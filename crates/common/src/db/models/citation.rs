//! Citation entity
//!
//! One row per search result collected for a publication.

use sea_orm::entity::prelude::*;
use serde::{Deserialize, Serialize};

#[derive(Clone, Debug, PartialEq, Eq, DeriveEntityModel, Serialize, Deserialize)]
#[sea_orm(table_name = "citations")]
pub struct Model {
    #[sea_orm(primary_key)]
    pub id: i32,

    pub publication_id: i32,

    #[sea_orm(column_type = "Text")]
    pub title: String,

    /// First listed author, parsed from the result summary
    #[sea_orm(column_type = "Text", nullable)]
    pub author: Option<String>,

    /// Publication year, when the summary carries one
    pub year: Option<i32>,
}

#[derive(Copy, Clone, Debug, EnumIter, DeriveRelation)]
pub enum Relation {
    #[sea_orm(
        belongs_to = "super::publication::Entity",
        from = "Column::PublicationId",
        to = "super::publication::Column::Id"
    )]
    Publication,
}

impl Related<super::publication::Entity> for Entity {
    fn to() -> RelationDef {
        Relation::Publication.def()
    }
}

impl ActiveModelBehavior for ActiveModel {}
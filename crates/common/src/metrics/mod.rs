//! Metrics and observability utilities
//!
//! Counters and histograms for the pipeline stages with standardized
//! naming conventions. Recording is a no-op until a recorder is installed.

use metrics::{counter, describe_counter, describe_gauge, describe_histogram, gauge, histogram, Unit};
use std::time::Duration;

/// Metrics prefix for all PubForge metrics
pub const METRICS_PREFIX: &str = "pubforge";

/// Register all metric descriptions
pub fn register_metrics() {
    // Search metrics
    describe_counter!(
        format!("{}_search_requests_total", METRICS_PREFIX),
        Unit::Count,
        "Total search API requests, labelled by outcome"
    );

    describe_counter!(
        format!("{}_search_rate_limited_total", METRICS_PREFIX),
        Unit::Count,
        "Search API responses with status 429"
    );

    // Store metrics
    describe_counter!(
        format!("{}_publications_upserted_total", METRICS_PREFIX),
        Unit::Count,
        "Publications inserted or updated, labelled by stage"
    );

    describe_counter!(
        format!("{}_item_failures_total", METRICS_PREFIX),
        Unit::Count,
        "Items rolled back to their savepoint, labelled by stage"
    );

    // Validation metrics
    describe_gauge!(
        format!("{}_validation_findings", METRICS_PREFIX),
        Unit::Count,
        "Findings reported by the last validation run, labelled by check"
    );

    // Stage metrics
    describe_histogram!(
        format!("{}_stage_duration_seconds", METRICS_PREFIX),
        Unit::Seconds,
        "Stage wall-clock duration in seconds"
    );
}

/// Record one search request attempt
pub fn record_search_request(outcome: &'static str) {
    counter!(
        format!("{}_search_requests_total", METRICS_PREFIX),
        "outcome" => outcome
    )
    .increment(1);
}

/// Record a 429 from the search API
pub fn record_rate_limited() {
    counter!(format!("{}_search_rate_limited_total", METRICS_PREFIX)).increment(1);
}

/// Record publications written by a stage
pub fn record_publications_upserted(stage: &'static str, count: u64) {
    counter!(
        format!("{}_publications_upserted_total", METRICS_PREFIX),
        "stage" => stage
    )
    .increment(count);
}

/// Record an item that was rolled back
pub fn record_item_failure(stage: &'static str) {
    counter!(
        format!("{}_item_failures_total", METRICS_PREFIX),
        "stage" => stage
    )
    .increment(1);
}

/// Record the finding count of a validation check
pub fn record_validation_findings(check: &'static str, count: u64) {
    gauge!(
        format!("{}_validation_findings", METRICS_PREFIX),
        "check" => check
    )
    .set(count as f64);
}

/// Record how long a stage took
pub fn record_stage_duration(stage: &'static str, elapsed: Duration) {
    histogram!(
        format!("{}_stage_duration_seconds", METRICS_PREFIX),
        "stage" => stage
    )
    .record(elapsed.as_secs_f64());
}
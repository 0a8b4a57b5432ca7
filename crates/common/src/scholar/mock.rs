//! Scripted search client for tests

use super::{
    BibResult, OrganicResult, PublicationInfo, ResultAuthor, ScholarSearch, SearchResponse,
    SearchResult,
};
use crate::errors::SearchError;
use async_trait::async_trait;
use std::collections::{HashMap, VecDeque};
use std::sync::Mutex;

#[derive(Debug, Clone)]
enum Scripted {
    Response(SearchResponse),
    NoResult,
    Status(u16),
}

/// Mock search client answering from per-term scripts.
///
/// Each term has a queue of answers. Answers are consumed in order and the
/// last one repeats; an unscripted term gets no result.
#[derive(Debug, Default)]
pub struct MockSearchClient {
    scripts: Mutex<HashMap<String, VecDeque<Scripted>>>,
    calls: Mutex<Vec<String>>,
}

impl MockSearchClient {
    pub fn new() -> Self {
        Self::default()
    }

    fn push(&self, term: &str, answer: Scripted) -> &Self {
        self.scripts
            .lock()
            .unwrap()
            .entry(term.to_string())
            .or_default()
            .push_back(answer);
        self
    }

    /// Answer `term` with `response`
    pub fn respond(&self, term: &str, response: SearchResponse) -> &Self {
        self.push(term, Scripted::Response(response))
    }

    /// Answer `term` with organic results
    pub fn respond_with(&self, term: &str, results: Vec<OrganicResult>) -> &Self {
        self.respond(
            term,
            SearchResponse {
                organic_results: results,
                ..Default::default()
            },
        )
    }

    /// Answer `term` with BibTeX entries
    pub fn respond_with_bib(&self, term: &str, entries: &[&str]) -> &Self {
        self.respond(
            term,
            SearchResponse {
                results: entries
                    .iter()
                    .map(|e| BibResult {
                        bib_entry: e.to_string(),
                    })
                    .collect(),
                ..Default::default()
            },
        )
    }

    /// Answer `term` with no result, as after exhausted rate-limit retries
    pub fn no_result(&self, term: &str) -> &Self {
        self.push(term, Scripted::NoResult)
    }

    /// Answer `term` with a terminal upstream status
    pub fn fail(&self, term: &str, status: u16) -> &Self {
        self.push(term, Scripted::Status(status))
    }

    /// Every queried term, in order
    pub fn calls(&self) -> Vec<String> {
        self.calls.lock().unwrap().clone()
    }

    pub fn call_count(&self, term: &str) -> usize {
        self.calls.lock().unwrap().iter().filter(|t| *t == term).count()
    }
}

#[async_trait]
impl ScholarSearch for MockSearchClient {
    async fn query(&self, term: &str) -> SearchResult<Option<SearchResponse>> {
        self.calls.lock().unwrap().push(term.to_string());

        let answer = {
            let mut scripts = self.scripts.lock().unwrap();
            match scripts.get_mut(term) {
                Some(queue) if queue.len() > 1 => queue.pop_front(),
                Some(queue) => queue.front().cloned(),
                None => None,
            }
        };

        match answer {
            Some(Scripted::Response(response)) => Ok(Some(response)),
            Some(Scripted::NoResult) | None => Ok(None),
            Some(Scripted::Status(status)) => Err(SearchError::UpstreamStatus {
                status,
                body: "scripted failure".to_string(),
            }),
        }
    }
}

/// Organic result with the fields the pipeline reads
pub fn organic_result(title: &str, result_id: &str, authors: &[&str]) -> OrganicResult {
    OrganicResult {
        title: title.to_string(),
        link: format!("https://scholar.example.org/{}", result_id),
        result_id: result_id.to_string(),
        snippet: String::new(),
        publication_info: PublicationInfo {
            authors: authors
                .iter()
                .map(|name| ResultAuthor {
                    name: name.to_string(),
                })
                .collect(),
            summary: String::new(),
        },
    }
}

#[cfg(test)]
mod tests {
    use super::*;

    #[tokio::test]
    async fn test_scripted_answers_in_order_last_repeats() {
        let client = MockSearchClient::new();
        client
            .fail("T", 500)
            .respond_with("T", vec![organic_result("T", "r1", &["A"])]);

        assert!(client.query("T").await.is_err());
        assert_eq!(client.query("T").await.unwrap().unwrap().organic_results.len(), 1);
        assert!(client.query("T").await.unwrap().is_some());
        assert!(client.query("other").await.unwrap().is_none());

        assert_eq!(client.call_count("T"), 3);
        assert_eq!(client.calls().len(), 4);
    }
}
-----
→ **What the task requires**
Determine the number of lines above that include the word "SearchResponse"; the reply is that number only.

→ **Expected answer**
6